**Records for processing**:
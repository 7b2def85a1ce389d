//! Carrier trait definitions
//!
//! A carrier turns a [`ShipmentRequest`] into a [`ShipmentResult`]. The label
//! service only talks to this trait, so the UPS specifics stay inside
//! `carrier::ups`.

use async_trait::async_trait;
use thiserror::Error;

use crate::domain::{ShipmentRequest, ShipmentResult};

// ============================================================================
// Error Types
// ============================================================================

/// Carrier error types
#[derive(Debug, Error)]
pub enum CarrierError {
    /// Client credentials or other server-side settings are missing
    #[error("Carrier not configured: {0}")]
    NotConfigured(String),

    /// The identity endpoint refused the client-credentials exchange
    #[error("UPS OAuth failed with status {status}: {body}")]
    AuthFailed { status: u16, body: String },

    /// The shipping endpoint answered with a non-success status
    #[error("UPS API error {status}: {body}")]
    Api { status: u16, body: String },

    /// Success status, but the body is unusable
    #[error("Malformed carrier response: {0}")]
    MalformedResponse(String),

    /// Connection, TLS or timeout failure
    #[error("Transport error: {0}")]
    Transport(#[from] reqwest::Error),
}

/// Result type for carrier operations
pub type CarrierResult<T> = Result<T, CarrierError>;

// ============================================================================
// Credentials
// ============================================================================

/// A bearer token together with its remaining lifetime
#[derive(Debug, Clone, PartialEq, Eq)]
pub struct AccessToken {
    pub token: String,
    pub ttl_seconds: i64,
}

impl AccessToken {
    /// Non-secret prefix for diagnostics
    pub fn preview(&self) -> String {
        let prefix: String = self.token.chars().take(8).collect();
        format!("{}...", prefix)
    }
}

// ============================================================================
// Carrier Trait
// ============================================================================

/// Shipping carrier able to produce labels
#[async_trait]
pub trait LabelCarrier: Send + Sync {
    /// Carrier code (e.g., "ups")
    fn code(&self) -> &'static str;

    /// API base URL
    fn base_url(&self) -> &str;

    /// Current bearer token, exchanging credentials if the cached one is stale
    async fn access_token(&self) -> CarrierResult<AccessToken>;

    /// Create a shipment and return its label
    ///
    /// Called exactly once per label; failures are not retried.
    async fn create_shipment(&self, request: &ShipmentRequest) -> CarrierResult<ShipmentResult>;
}

#[cfg(test)]
mod tests {
    use super::*;

    #[test]
    fn test_token_preview_hides_secret() {
        let token = AccessToken {
            token: "eyJhbGciOiJSUzM4NCJ9.payload.signature".to_string(),
            ttl_seconds: 3600,
        };
        assert_eq!(token.preview(), "eyJhbGci...");
    }

    #[test]
    fn test_auth_error_mentions_status() {
        let err = CarrierError::AuthFailed { status: 401, body: "invalid_client".to_string() };
        assert!(err.to_string().contains("401"));
    }
}
//! API module - HTTP routes and handlers

pub mod error;
pub mod handlers;
pub mod openapi;

use actix_web::web;
use utoipa::OpenApi;
use utoipa_swagger_ui::SwaggerUi;

use crate::api::openapi::ApiDoc;

/// Configure all API routes
pub fn configure_routes(cfg: &mut web::ServiceConfig) {
    cfg.app_data(error::json_config())
        .route("/", web::get().to(handlers::health::service_info))
        .route("/health", web::get().to(handlers::health::health_check))
        .route("/token-test", web::get().to(handlers::token::token_test))
        .service(
            web::scope("/labels")
                .route("/create", web::post().to(handlers::labels::create_label))
        )
        // Swagger UI and OpenAPI document
        .service(
            SwaggerUi::new("/swagger-ui/{_:.*}")
                .url("/api-docs/openapi.json", ApiDoc::openapi())
        );
}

**Task goal**: Copy out all the entries exactly once more.

**Answer section**:
repository 7b2def85a1ce389d
//! Carrier trait definitions
//!
//! A carrier turns a [`ShipmentRequest`] into a [`ShipmentResult`]. The label
//! service only talks to this trait, so the UPS specifics stay inside
//! `carrier::ups`.

use async_trait::async_trait;
use thiserror::Error;

use crate::domain::{ShipmentRequest, ShipmentResult};

// ============================================================================
// Error Types
// ============================================================================

/// Carrier error types
#[derive(Debug, Error)]
pub enum CarrierError {
    /// Client credentials or other server-side settings are missing
    #[error("Carrier not configured: {0}")]
    NotConfigured(String),

    /// The identity endpoint refused the client-credentials exchange
    #[error("UPS OAuth failed with status {status}: {body}")]
    AuthFailed { status: u16, body: String },

    /// The shipping endpoint answered with a non-success status
    #[error("UPS API error {status}: {body}")]
    Api { status: u16, body: String },

    /// Success status, but the body is unusable
    #[error("Malformed carrier response: {0}")]
    MalformedResponse(String),

    /// Connection, TLS or timeout failure
    #[error("Transport error: {0}")]
    Transport(#[from] reqwest::Error),
}

/// Result type for carrier operations
pub type CarrierResult<T> = Result<T, CarrierError>;

// ============================================================================
// Credentials
// ============================================================================

/// A bearer token together with its remaining lifetime
#[derive(Debug, Clone, PartialEq, Eq)]
pub struct AccessToken {
    pub token: String,
    pub ttl_seconds: i64,
}

impl AccessToken {
    /// Non-secret prefix for diagnostics
    pub fn preview(&self) -> String {
        let prefix: String = self.token.chars().take(8).collect();
        format!("{}...", prefix)
    }
}

// ============================================================================
// Carrier Trait
// ============================================================================

/// Shipping carrier able to produce labels
#[async_trait]
pub trait LabelCarrier: Send + Sync {
    /// Carrier code (e.g., "ups")
    fn code(&self) -> &'static str;

    /// API base URL
    fn base_url(&self) -> &str;

    /// Current bearer token, exchanging credentials if the cached one is stale
    async fn access_token(&self) -> CarrierResult<AccessToken>;

    /// Create a shipment and return its label
    ///
    /// Called exactly once per label; failures are not retried.
    async fn create_shipment(&self, request: &ShipmentRequest) -> CarrierResult<ShipmentResult>;
}

#[cfg(test)]
mod tests {
    use super::*;

    #[test]
    fn test_token_preview_hides_secret() {
        let token = AccessToken {
            token: "eyJhbGciOiJSUzM4NCJ9.payload.signature".to_string(),
            ttl_seconds: 3600,
        };
        assert_eq!(token.preview(), "eyJhbGci...");
    }

    #[test]
    fn test_auth_error_mentions_status() {
        let err = CarrierError::AuthFailed { status: 401, body: "invalid_client".to_string() };
        assert!(err.to_string().contains("401"));
    }
}
//! API module - HTTP routes and handlers

pub mod error;
pub mod handlers;
pub mod openapi;

use actix_web::web;
use utoipa::OpenApi;
use utoipa_swagger_ui::SwaggerUi;

use crate::api::openapi::ApiDoc;

/// Configure all API routes
pub fn configure_routes(cfg: &mut web::ServiceConfig) {
    cfg.app_data(error::json_config())
        .route("/", web::get().to(handlers::health::service_info))
        .route("/health", web::get().to(handlers::health::health_check))
        .route("/token-test", web::get().to(handlers::token::token_test))
        .service(
            web::scope("/labels")
                .route("/create", web::post().to(handlers::labels::create_label))
        )
        // Swagger UI and OpenAPI document
        .service(
            SwaggerUi::new("/swagger-ui/{_:.*}")
                .url("/api-docs/openapi.json", ApiDoc::openapi())
        );
}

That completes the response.